Research led by Johns Hopkins Children's Center scientists has figured out why a respiratory syncytial virus vaccine used in 1966 to inoculate children against the infection instead caused severe respiratory disease and effectively stopped efforts to make a better one. The findings, published online on Dec. 14 in Nature Medicine, could restart work on effective killed-virus vaccines not only for RSV but other respiratory viruses, researchers say. The new findings also debunk a popular theory that the 1966 vaccine was ineffective because the formalin used to inactivate the virus disrupted critical antigens, the substances that stimulate the production of protective antibodies.
Instead, researchers said, the problem occurred when the antibodies created by the vaccine failed to successfully bind to the real virus after exposure to it, thereby incapacitating it. Like vaccines against influenza and polio, the 1966 formalin-inactivated RSV vaccine produced antibodies, but these turned out to be defective ones with poor virus-binding ability.
"We have found the root cause of the problem, and in doing so we have uncovered clues that will help us design even safer and more effective vaccines in the future," says senior investigator Fernando Polack, MD, an infectious disease specialist at Hopkins Children's.
More specifically, in a series of experiments, the research team discovered that the old RSV vaccine failed to trigger a "signaling" mechanism — called toll-like receptor activation — that helps the immune system recognize a virus and mount a defense against it. Toll-like receptor activation is the first in cascade of immune system responses that occur after infection, firing off signals to other immune cells telling them to produce and release antibodies.
First, the team compared immune system response in three groups of mice: those vaccinated with a placebo, those with a weakened form of the RSV virus, and those with inactivated or killed-virus vaccines. Researchers found that in the last group, the toll-like receptor activation was weak and led to the production of defective antibodies.
Next, they infused the vaccine with a substance that stimulates toll-like receptor activation to see if it would created antibodies better equipped to bind to and neutralize the virus. Indeed, mice vaccinated with the toll-like receptor stimulating form of the inactivated vaccine produced antibodies with better binding and virus-neutralizing ability.
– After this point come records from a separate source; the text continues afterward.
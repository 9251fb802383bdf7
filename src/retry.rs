//! Bounded retry policy with exponential backoff.
//!
//! Producer, metric, judge, and store calls all retry transient failures
//! under the same arithmetic: one initial attempt plus up to `max_retries`
//! retries, doubling the delay before each retry.

use std::time::Duration;

use serde::{Deserialize, Serialize};

/// Exponent cap so a misconfigured policy cannot sleep for hours.
const MAX_BACKOFF_EXPONENT: u32 = 6;

/// Retry budget for a single fallible call site.
#[derive(Debug, Clone, Copy, PartialEq, Eq, Serialize, Deserialize)]
pub struct RetryPolicy {
    /// Retries after the initial attempt (3 means 4 calls total).
    pub max_retries: u32,
    /// Delay before the first retry; doubles on each subsequent retry.
    pub base_delay_ms: u64,
}

impl RetryPolicy {
    /// Create a policy with an explicit budget.
    pub fn new(max_retries: u32, base_delay_ms: u64) -> Self {
        Self {
            max_retries,
            base_delay_ms,
        }
    }

    /// Policy with no retries at all.
    pub fn none() -> Self {
        Self::new(0, 0)
    }

    /// Total number of calls the budget allows.
    pub fn max_attempts(&self) -> u32 {
        self.max_retries + 1
    }

    /// Delay to sleep before the given retry (1-based).
    ///
    /// With the default policy: 1s before retry 1, 2s before retry 2,
    /// 4s before retry 3. The exponent is capped so the delay never
    /// exceeds `base * 2^6`.
    pub fn delay_for(&self, retry: u32) -> Duration {
        let exponent = retry.saturating_sub(1).min(MAX_BACKOFF_EXPONENT);
        Duration::from_millis(self.base_delay_ms * 2u64.pow(exponent))
    }
}

impl Default for RetryPolicy {
    /// Three retries with a one second base delay (1s, 2s, 4s).
    fn default() -> Self {
        Self {
            max_retries: 3,
            base_delay_ms: 1000,
        }
    }
}

#[cfg(test)]
mod tests {
    use super::*;

    #[test]
    fn test_default_policy() {
        let policy = RetryPolicy::default();
        assert_eq!(policy.max_retries, 3);
        assert_eq!(policy.base_delay_ms, 1000);
        assert_eq!(policy.max_attempts(), 4);
    }

    #[test]
    fn test_delay_ladder() {
        let policy = RetryPolicy::default();
        assert_eq!(policy.delay_for(1), Duration::from_secs(1));
        assert_eq!(policy.delay_for(2), Duration::from_secs(2));
        assert_eq!(policy.delay_for(3), Duration::from_secs(4));
    }

    #[test]
    fn test_delay_exponent_capped() {
        let policy = RetryPolicy::new(100, 1000);
        // 2^6 = 64s cap regardless of retry index
        assert_eq!(policy.delay_for(7), Duration::from_secs(64));
        assert_eq!(policy.delay_for(50), Duration::from_secs(64));
    }

    #[test]
    fn test_none_policy() {
        let policy = RetryPolicy::none();
        assert_eq!(policy.max_attempts(), 1);
        assert_eq!(policy.delay_for(1), Duration::ZERO);
    }

    #[test]
    fn test_custom_base_delay() {
        let policy = RetryPolicy::new(2, 250);
        assert_eq!(policy.delay_for(1), Duration::from_millis(250));
        assert_eq!(policy.delay_for(2), Duration::from_millis(500));
    }
}
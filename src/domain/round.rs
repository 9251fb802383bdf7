//! Round record and exit reasons
//!
//! A `Round` is the unit of persistence: one produce-evaluate cycle for one
//! team. Rounds are immutable once recorded, except for the final-submission
//! mark stamped when the team's loop terminates.

use serde::{Deserialize, Serialize};

use crate::domain::evaluation::EvaluationResult;
use crate::domain::team::Team;
use crate::id::now_ms;

/// Why a team's round loop stopped
#[derive(Debug, Clone, Copy, PartialEq, Eq, Serialize, Deserialize)]
#[serde(rename_all = "snake_case")]
pub enum ExitReason {
    /// Judge decided the work is done
    JudgedComplete,
    /// Round cap reached with the judge never consulted
    MaxRoundsReached,
    /// Judge unreachable or unparseable after all retries
    JudgmentUnavailable,
    /// Producer failed to deliver a submission
    SubmissionFailed,
    /// A metric exhausted its retries or the inputs were rejected
    EvaluationFailed,
    /// Ranking store refused the round after all retries
    RecordFailed,
    /// Per-team deadline expired
    Timeout,
    /// Execution-wide abort
    Cancelled,
}

impl ExitReason {
    /// Get the string representation (matches the serde encoding).
    pub fn as_str(&self) -> &'static str {
        match self {
            ExitReason::JudgedComplete => "judged_complete",
            ExitReason::MaxRoundsReached => "max_rounds_reached",
            ExitReason::JudgmentUnavailable => "judgment_unavailable",
            ExitReason::SubmissionFailed => "submission_failed",
            ExitReason::EvaluationFailed => "evaluation_failed",
            ExitReason::RecordFailed => "record_failed",
            ExitReason::Timeout => "timeout",
            ExitReason::Cancelled => "cancelled",
        }
    }

    /// Parse the string form back; used when reading store rows.
    pub fn parse(s: &str) -> Option<Self> {
        match s {
            "judged_complete" => Some(ExitReason::JudgedComplete),
            "max_rounds_reached" => Some(ExitReason::MaxRoundsReached),
            "judgment_unavailable" => Some(ExitReason::JudgmentUnavailable),
            "submission_failed" => Some(ExitReason::SubmissionFailed),
            "evaluation_failed" => Some(ExitReason::EvaluationFailed),
            "record_failed" => Some(ExitReason::RecordFailed),
            "timeout" => Some(ExitReason::Timeout),
            "cancelled" => Some(ExitReason::Cancelled),
            _ => None,
        }
    }

    /// True when the team ran to a judged or capped finish rather than
    /// dying on a component failure.
    pub fn is_success(&self) -> bool {
        matches!(self, ExitReason::JudgedComplete | ExitReason::MaxRoundsReached)
    }
}

impl std::fmt::Display for ExitReason {
    fn fmt(&self, f: &mut std::fmt::Formatter<'_>) -> std::fmt::Result {
        write!(f, "{}", self.as_str())
    }
}

/// One recorded round for one team
#[derive(Debug, Clone, PartialEq, Serialize, Deserialize)]
pub struct Round {
    //=== Identity ===
    /// Owning team's identifier
    pub team_id: String,

    /// Owning team's display name
    pub team_name: String,

    /// 1-based round counter, unique per team within an execution
    pub round_number: u32,

    //=== Content ===
    /// The produced submission text
    pub submission: String,

    /// Weighted evaluation of the submission
    pub evaluation: EvaluationResult,

    //=== Terminal state ===
    /// Set once, when this turns out to be the team's last recorded round
    pub final_submission: bool,

    /// Why the loop stopped; None until the final mark lands
    pub exit_reason: Option<ExitReason>,

    //=== Timestamps ===
    /// Unix timestamp in milliseconds
    pub created_at: i64,
}

impl Round {
    /// Create a freshly evaluated, not-yet-final round.
    pub fn new(team: &Team, round_number: u32, submission: String, evaluation: EvaluationResult) -> Self {
        Self {
            team_id: team.team_id.clone(),
            team_name: team.team_name.clone(),
            round_number,
            submission,
            evaluation,
            final_submission: false,
            exit_reason: None,
            created_at: now_ms(),
        }
    }

    pub fn overall_score(&self) -> f64 {
        self.evaluation.overall_score
    }
}

#[cfg(test)]
mod tests {
    use super::*;
    use crate::domain::evaluation::MetricScore;

    fn evaluation(score: f64) -> EvaluationResult {
        EvaluationResult::weighted(vec![MetricScore {
            name: "quality".to_string(),
            score,
            weight: 1.0,
            commentary: "fine".to_string(),
        }])
    }

    #[test]
    fn test_exit_reason_serialization() {
        assert_eq!(
            serde_json::to_string(&ExitReason::JudgedComplete).unwrap(),
            "\"judged_complete\""
        );
        assert_eq!(
            serde_json::to_string(&ExitReason::MaxRoundsReached).unwrap(),
            "\"max_rounds_reached\""
        );
        assert_eq!(
            serde_json::to_string(&ExitReason::JudgmentUnavailable).unwrap(),
            "\"judgment_unavailable\""
        );
        assert_eq!(serde_json::to_string(&ExitReason::Timeout).unwrap(), "\"timeout\"");
    }

    #[test]
    fn test_exit_reason_as_str_parse_roundtrip() {
        let all = [
            ExitReason::JudgedComplete,
            ExitReason::MaxRoundsReached,
            ExitReason::JudgmentUnavailable,
            ExitReason::SubmissionFailed,
            ExitReason::EvaluationFailed,
            ExitReason::RecordFailed,
            ExitReason::Timeout,
            ExitReason::Cancelled,
        ];
        for reason in all {
            assert_eq!(ExitReason::parse(reason.as_str()), Some(reason));
        }
        assert_eq!(ExitReason::parse("nonsense"), None);
    }

    #[test]
    fn test_exit_reason_is_success() {
        assert!(ExitReason::JudgedComplete.is_success());
        assert!(ExitReason::MaxRoundsReached.is_success());
        assert!(!ExitReason::SubmissionFailed.is_success());
        assert!(!ExitReason::EvaluationFailed.is_success());
        assert!(!ExitReason::JudgmentUnavailable.is_success());
        assert!(!ExitReason::Timeout.is_success());
        assert!(!ExitReason::Cancelled.is_success());
    }

    #[test]
    fn test_new_round_defaults() {
        let team = Team::new("alpha", "Team Alpha");
        let round = Round::new(&team, 1, "submission text".to_string(), evaluation(85.0));

        assert_eq!(round.team_id, "alpha");
        assert_eq!(round.round_number, 1);
        assert!(!round.final_submission);
        assert!(round.exit_reason.is_none());
        assert!(round.created_at > 0);
        assert!((round.overall_score() - 85.0).abs() < 1e-9);
    }

    #[test]
    fn test_round_serialization_roundtrip() {
        let team = Team::new("beta", "Team Beta");
        let mut round = Round::new(&team, 2, "text".to_string(), evaluation(70.0));
        round.final_submission = true;
        round.exit_reason = Some(ExitReason::JudgedComplete);

        let json = serde_json::to_string(&round).unwrap();
        let parsed: Round = serde_json::from_str(&json).unwrap();
        assert_eq!(parsed, round);
        assert!(json.contains("judged_complete"));
    }
}
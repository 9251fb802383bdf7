//! Execution orchestration: team fan-out, deadlines, and cancellation.

mod cancel;
mod executor;

pub use cancel::{CancelHandle, CancelToken};
pub use executor::{Orchestrator, TeamEntry};
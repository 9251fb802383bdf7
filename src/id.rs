//! ID generation utilities for bakeoff
//!
//! Provides functions for generating unique identifiers for executions.

use sha2::{Digest, Sha256};

/// Get current timestamp in milliseconds since Unix epoch
pub fn now_ms() -> i64 {
    chrono::Utc::now().timestamp_millis()
}

/// Generate a unique execution ID from a task seed
///
/// Format: `{timestamp_ms}-{hash_hex}`
/// Example: `1738300800123-a1b2c3d4`
pub fn execution_id(seed: &str) -> String {
    let timestamp = now_ms();
    let mut hasher = Sha256::new();
    hasher.update(seed.as_bytes());
    hasher.update(timestamp.to_le_bytes());
    let digest = hasher.finalize();
    format!("{}-{}", timestamp, hex::encode(&digest[..4]))
}
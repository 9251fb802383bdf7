//! Terminal rendering of execution results.
//!
//! Logging goes to a file; this is what the user actually sees. Plain
//! `format_*` functions returning strings keep the output testable.

use colored::{ColoredString, Colorize};

use bakeoff::domain::{ExecutionResult, ExitReason, LeaderboardEntry, TeamResult};

fn exit_label(reason: ExitReason) -> ColoredString {
    let label = reason.as_str();
    match reason {
        ExitReason::JudgedComplete | ExitReason::MaxRoundsReached => label.green(),
        ExitReason::Timeout | ExitReason::Cancelled => label.yellow(),
        _ => label.red(),
    }
}

fn best_score(result: &TeamResult) -> Option<f64> {
    result
        .rounds
        .iter()
        .map(|round| round.overall_score())
        .fold(None, |best, score| match best {
            Some(b) if b >= score => Some(b),
            _ => Some(score),
        })
}

pub fn format_team_results(results: &[TeamResult]) -> String {
    let mut out = format!("{}\n", "Team results".bold());
    for result in results {
        let best = match best_score(result) {
            Some(score) => format!(", best {score:.2}"),
            None => String::new(),
        };
        out.push_str(&format!(
            "  {}: {} after {} round(s) in {:.1}s{}\n",
            result.team.team_name.bold(),
            exit_label(result.exit_reason),
            result.rounds_completed(),
            result.elapsed.as_secs_f64(),
            best,
        ));
        if let Some(error) = &result.error {
            out.push_str(&format!("    {}\n", error.red()));
        }
    }
    out
}

pub fn format_leaderboard(entries: &[LeaderboardEntry]) -> String {
    let mut out = format!("{}\n", "Leaderboard".bold());
    if entries.is_empty() {
        out.push_str("  (no rounds recorded)\n");
        return out;
    }
    for entry in entries {
        let line = format!(
            "  {}. {} with {:.2} (round {})",
            entry.rank, entry.team_name, entry.overall_score, entry.round_number
        );
        if entry.rank == 1 {
            out.push_str(&format!("{}\n", line.green()));
        } else {
            out.push_str(&line);
            out.push('\n');
        }
    }
    out
}

/// Full report: per-team outcomes, standings, winner, and best submission.
pub fn format_execution(result: &ExecutionResult) -> String {
    let mut out = format_team_results(&result.team_results);
    out.push('\n');
    out.push_str(&format_leaderboard(&result.leaderboard));
    out.push('\n');

    match result.winner() {
        Some(winner) => out.push_str(&format!(
            "{} {} with {:.2}\n",
            "Winner:".green().bold(),
            winner.team_name,
            winner.overall_score
        )),
        None => out.push_str(&format!("{}\n", "No team recorded a round".yellow())),
    }

    if let Some(best) = &result.best_round {
        out.push_str(&format!(
            "\n{} ({}, round {}, {:.2})\n{}\n",
            "Best submission".bold(),
            best.team_name,
            best.round_number,
            best.overall_score(),
            best.submission
        ));
    }

    out.push_str(&format!(
        "\nFinished in {:.1}s\n",
        result.elapsed().as_secs_f64()
    ));
    out
}

#[cfg(test)]
mod tests {
    use super::*;
    use bakeoff::domain::{EvaluationResult, MetricScore, Round, Task, Team};
    use chrono::Utc;
    use std::time::Duration;

    fn round(team: &Team, number: u32, score: f64) -> Round {
        let evaluation = EvaluationResult::weighted(vec![MetricScore {
            name: "quality".to_string(),
            score,
            weight: 1.0,
            commentary: "graded".to_string(),
        }]);
        Round::new(team, number, format!("submission {number}"), evaluation)
    }

    fn entry(rank: u32, name: &str, score: f64) -> LeaderboardEntry {
        LeaderboardEntry {
            rank,
            team_id: name.to_lowercase(),
            team_name: name.to_string(),
            round_number: 1,
            overall_score: score,
            created_at: 0,
        }
    }

    fn team_result(name: &str, reason: ExitReason, scores: &[f64]) -> TeamResult {
        let team = Team::new(name.to_lowercase(), name);
        let rounds = scores
            .iter()
            .enumerate()
            .map(|(i, score)| round(&team, i as u32 + 1, *score))
            .collect();
        TeamResult {
            team,
            exit_reason: reason,
            rounds,
            error: None,
            elapsed: Duration::from_secs(2),
        }
    }

    #[test]
    fn test_team_results_show_reason_and_best() {
        colored::control::set_override(false);
        let results = vec![
            team_result("Alpha", ExitReason::JudgedComplete, &[70.0, 85.0]),
            team_result("Beta", ExitReason::Timeout, &[60.0]),
        ];

        let out = format_team_results(&results);
        assert!(out.contains("Alpha: judged_complete after 2 round(s)"));
        assert!(out.contains("best 85.00"));
        assert!(out.contains("Beta: timeout after 1 round(s)"));
    }

    #[test]
    fn test_team_results_show_error_detail() {
        colored::control::set_override(false);
        let mut result = team_result("Alpha", ExitReason::EvaluationFailed, &[]);
        result.error = Some("scoring service down".to_string());

        let out = format_team_results(&[result]);
        assert!(out.contains("evaluation_failed"));
        assert!(out.contains("scoring service down"));
    }

    #[test]
    fn test_leaderboard_lists_ranks_in_order() {
        colored::control::set_override(false);
        let entries = vec![entry(1, "Alpha", 91.25), entry(2, "Beta", 74.0)];

        let out = format_leaderboard(&entries);
        let alpha = out.find("1. Alpha with 91.25").unwrap();
        let beta = out.find("2. Beta with 74.00").unwrap();
        assert!(alpha < beta);
    }

    #[test]
    fn test_empty_leaderboard() {
        colored::control::set_override(false);
        let out = format_leaderboard(&[]);
        assert!(out.contains("no rounds recorded"));
    }

    #[test]
    fn test_execution_report_names_winner_and_best() {
        colored::control::set_override(false);
        let team = Team::new("alpha", "Alpha");
        let best = round(&team, 2, 91.25);
        let result = ExecutionResult {
            execution_id: "x".to_string(),
            task: Task::new("task"),
            team_results: vec![team_result("Alpha", ExitReason::JudgedComplete, &[70.0, 91.25])],
            leaderboard: vec![entry(1, "Alpha", 91.25)],
            best_round: Some(best),
            started_at: Utc::now(),
            finished_at: Utc::now(),
        };

        let out = format_execution(&result);
        assert!(out.contains("Winner: Alpha with 91.25"));
        assert!(out.contains("Best submission (Alpha, round 2, 91.25)"));
        assert!(out.contains("submission 2"));
    }

    #[test]
    fn test_execution_report_without_rounds() {
        colored::control::set_override(false);
        let result = ExecutionResult {
            execution_id: "x".to_string(),
            task: Task::new("task"),
            team_results: vec![team_result("Alpha", ExitReason::SubmissionFailed, &[])],
            leaderboard: vec![],
            best_round: None,
            started_at: Utc::now(),
            finished_at: Utc::now(),
        };

        let out = format_execution(&result);
        assert!(out.contains("No team recorded a round"));
    }
}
Mice immunized with this form of the vaccine had milder symptoms and less inflammation in the bronchi and the lungs when infected with the real RSV.
RSV is the most common culprit of serious viral infections in newborns and infants younger than1 year, and the leading cause of hospitalization in this age group. Half of all infants contract RSV during their first year of life, and hospitalizations for children with RSV have more than doubled in recent decades, researchers say. To date, there is no vaccine against RSV.
Other investigators in the study: Guillermina Melendi and Johanna Zea Hernandez of Johns Hopkins; Herng-Yu Chang and Wayne Mitzner, of the Johns Hopkins Bloomberg School of Public Health; Maria Florencia Delgado, Silvina Coviello, A. Clara Monsalvo, Juan Batalle, Leandro Diaz of the INFANT Foundation, Buenos Aires, Argentina; Alfonsina Trento and Jose Melero, of Instituto de Salud Carlos III, Madrid, Spain; Jeffrey Ravetch, of Rockefeller University, New York; Pablo Irusta of Georgetown University School of Medicine. The research was funded by an NIH grant and money from the Thomas and Carol McCann Innovative Research Fund for Asthma and Respiratory Diseases.